11 March 2016

Was Ukraine’s energy redesign worth the cost to sever Russian ties?


The Eastern conflict has forced Ukraine to fundamentally redesign its energy policy. Whereas once, it could rely on a near endless stream of cheap Russian gas, tightening sanctions and a steepening political cost have forced it to think again.

Ukraine, newly cynical from 2014’s “Revolution of Dignity,” has learned the lessons of Gazprom’s previous supply cuts. When the taps were turned off in 2006 and in 2009, Ukraine was forced into concessions, eagerly encouraged by a rapidly freezing European Union.

Part of Ukraine’s energy vulnerability is environmental. Ukraine’s housing stock, largely of ex-Soviet origin, is cheaply and inefficiently built, often consisting of apartments surrounding a large single furnace with an on/off switch. This makes Ukrainian housing blocks particularly thirsty.

This time, however, when the gas stopped flowing, Ukraine was able to resist the pressure. When Gazprom’s cut off supply in November 2015 over a billion dollar payment dispute, instead of being forced to return to Russia to negotiate, Ukraine was able to draw down on its internal supply reserves, laid in over the previous summer, and alternative supplies from Europe.

The country does still rely on Russia for a big chunk of its gas. It imported around 6.1 billion cubic litres of the stuff from Russia in 2015. But this is a big drop from the 14.5 billion it imported in 2014. Instead, Ukraine has doubled its imports from Europe with about 10.3 billion cubic metres brought in during 2015.

EU anti-trust legislation against Gazprom, increased Russian reliance on European incomes to support a struggling economy and reverse flow through Slovakia for gas originally bought from Russia, has allowed Ukraine a more reliable supply.

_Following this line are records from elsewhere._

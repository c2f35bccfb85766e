//! Thin CLI wrapper around the Core API (spec §10.5), mirroring the
//! teacher's `src/bin/query.rs` argv-driven shape (one connection, a small
//! set of subcommands) but built on `clap` for real subcommand parsing
//! rather than hand-rolled `env::args()` matching.
//!
//! This binary is the out-of-scope-but-interface-adjacent CLI spec.md §1
//! names as an external collaborator; it demonstrates the Core API from §6
//! and is not a rebuild of the teacher's ActivityPub object-store commands.

use std::fs;
use std::process::ExitCode;

use clap::{Parser, Subcommand};
use quadstore::{Config, Engine, QueryOptions, QueryResult};

#[derive(Parser)]
#[command(name = "quadstore-cli", about = "RDF quad store / SPARQL CLI")]
struct Cli {
    /// Path to a TOML config file (spec §6 configuration table). Falls back
    /// to `QUADSTORE_*` environment overrides applied on top.
    #[arg(long, default_value = "quadstore.toml")]
    config: String,

    #[command(subcommand)]
    command: Command,
}

#[derive(Subcommand)]
enum Command {
    /// Create a space (spec §4.4 `create_space`).
    CreateSpace { space_id: String },
    /// Drop a space and all its tables (spec §4.4 `drop_space`).
    DropSpace { space_id: String },
    /// List existing spaces.
    ListSpaces,
    /// Run a SPARQL SELECT/ASK/CONSTRUCT/DESCRIBE query read from a file.
    Query { space_id: String, file: String },
    /// Run a SPARQL Update request read from a file.
    Update { space_id: String, file: String },
}

fn load_config(path: &str) -> quadstore::EngineResult<Config> {
    let text = fs::read_to_string(path).map_err(|e| {
        quadstore::EngineError::StorageError(format!("reading config {path}: {e}"))
    })?;
    let mut config = Config::from_toml_str(&text)
        .map_err(|e| quadstore::EngineError::StorageError(format!("parsing config: {e}")))?;
    config.apply_env_overrides();
    Ok(config)
}

#[tokio::main]
async fn main() -> ExitCode {
    tracing_subscriber::fmt()
        .with_env_filter(tracing_subscriber::EnvFilter::from_default_env())
        .init();

    let cli = Cli::parse();
    match run(cli).await {
        Ok(()) => ExitCode::SUCCESS,
        Err(e) => {
            eprintln!("error: {e}");
            ExitCode::FAILURE
        }
    }
}

async fn run(cli: Cli) -> quadstore::EngineResult<()> {
    let config = load_config(&cli.config)?;
    let engine = Engine::connect(config).await?;

    match cli.command {
        Command::CreateSpace { space_id } => {
            engine.create_space(&space_id).await?;
            println!("created space {space_id}");
        }
        Command::DropSpace { space_id } => {
            engine.drop_space(&space_id).await?;
            println!("dropped space {space_id}");
        }
        Command::ListSpaces => {
            for space in engine.list_spaces().await? {
                println!("{space}");
            }
        }
        Command::Query { space_id, file } => {
            let text = fs::read_to_string(&file).map_err(|e| {
                quadstore::EngineError::StorageError(format!("reading {file}: {e}"))
            })?;
            let result = engine
                .execute_query(&space_id, &text, &QueryOptions::default())
                .await?;
            print_result(result);
        }
        Command::Update { space_id, file } => {
            let text = fs::read_to_string(&file).map_err(|e| {
                quadstore::EngineError::StorageError(format!("reading {file}: {e}"))
            })?;
            let outcome = engine.execute_update(&space_id, &text).await?;
            println!(
                "inserted {} deleted {}",
                outcome.inserted, outcome.deleted
            );
        }
    }
    Ok(())
}

fn print_result(result: QueryResult) {
    match result {
        QueryResult::Bindings { vars, rows, truncated } => {
            println!("{}", vars.join("\t"));
            for row in rows {
                let cells: Vec<String> = row
                    .into_iter()
                    .map(|t| t.map(|t| t.to_string()).unwrap_or_default())
                    .collect();
                println!("{}", cells.join("\t"));
            }
            if truncated {
                eprintln!("(results truncated at max_rows)");
            }
        }
        QueryResult::Triples { triples } => {
            for quad in triples {
                println!("{} {} {} {}", quad.subject, quad.predicate, quad.object, quad.context);
            }
        }
        QueryResult::Boolean { value } => {
            println!("{value}");
        }
    }
}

But numbers aside, removing Russia’s leverage has come at significant economic cost. Overall, Ukraine’s total gas imports in 2015 fell 16 per cent year on year. Simply put, the reason that the Ukrainian economy can survive on less gas is not a revolution in housing insulation, but that fewer things are being made. Ukrainian GDP shrank 17 per cent from 2014 to 2015, and has recovered little since the Eastern conflict has frozen.

Not only have government revenues taken the physical hit of losing the industrial areas of eastern Ukraine to pro-Russian militias and Russian regular troops, Ukraine’s military industry has also taken a pounding.

Tight links between Russian and Ukrainian defence industries, the legacy of 30 per cent of the Soviet military industrial complex being left on Ukrainian soil in 1991, have been shattered, interrupting an industry in which component parts, not finished articles, were the dominant output.

Ukraine has also had to switch its military industrial base to a war footing, to repair and maintain basic equipment for its own forces, rather than serving the more lucrative export market. All this has helped to further depress gas demand.

While Russian estimates of $15 billion in lost contracts must be taken with a rather large pinch of salt, given the circumstances, the costs will no doubt have been significant.

Another hit that waits just around the corner will be the end of lucrative gas transit fees.

47% of total Russian gas exports to the EU currently travel through Ukraine, and this is estimated to provide around $2 billion in transit fees to the Ukrainian budget. Gazprom plans to end this by 2018/19, if the planned Nord Stream 2 pipeline is successfully completed, bypassing Ukraine completely, both to increase infrastructure reliability, as well as to take away the temptation for a newly gas-independent Ukrainian government from using transit to its advantage. We have already seen Ukraine double transit fees by October.

These economic pressures have damaged the post-revolutionary political coalition. Factionalism between oligarchs, fought out in the different arms of the media, have further damaged the government’s reputation. Banker and entrepreneur Ihor Kolomoyskyi, for example, pulls no punches with his public insults against Poroshenko, calling him an “educated usurper” in a recent interview with Politico.

The reformist dreams of many elites in Ukraine have thus been frustrated. While Ukraine has successfully taken itself out of the line of crippling Russian fire, this has been done at extreme cost and with these only likely to increase.

Corruption thrives in climates of scarcity, and as pressure grows on the Ukrainian budget, it is no surprise that the reform agenda has faced tough going.

Ukraine cannot completely reorient its national energy strategy, and become a perfect parliamentary democracy in a single step. Indeed, reform could be frozen even further by a cold winter in 2016/17 that would put further pressure on more limited gas supplies.

While Ukraine has achieved its greatest economic independence from Russia in recent history, this has not accelerated domestic reform.

George Greenwood is a freelance political journalist, published in the New Statesman, The Independent and The International Business Times.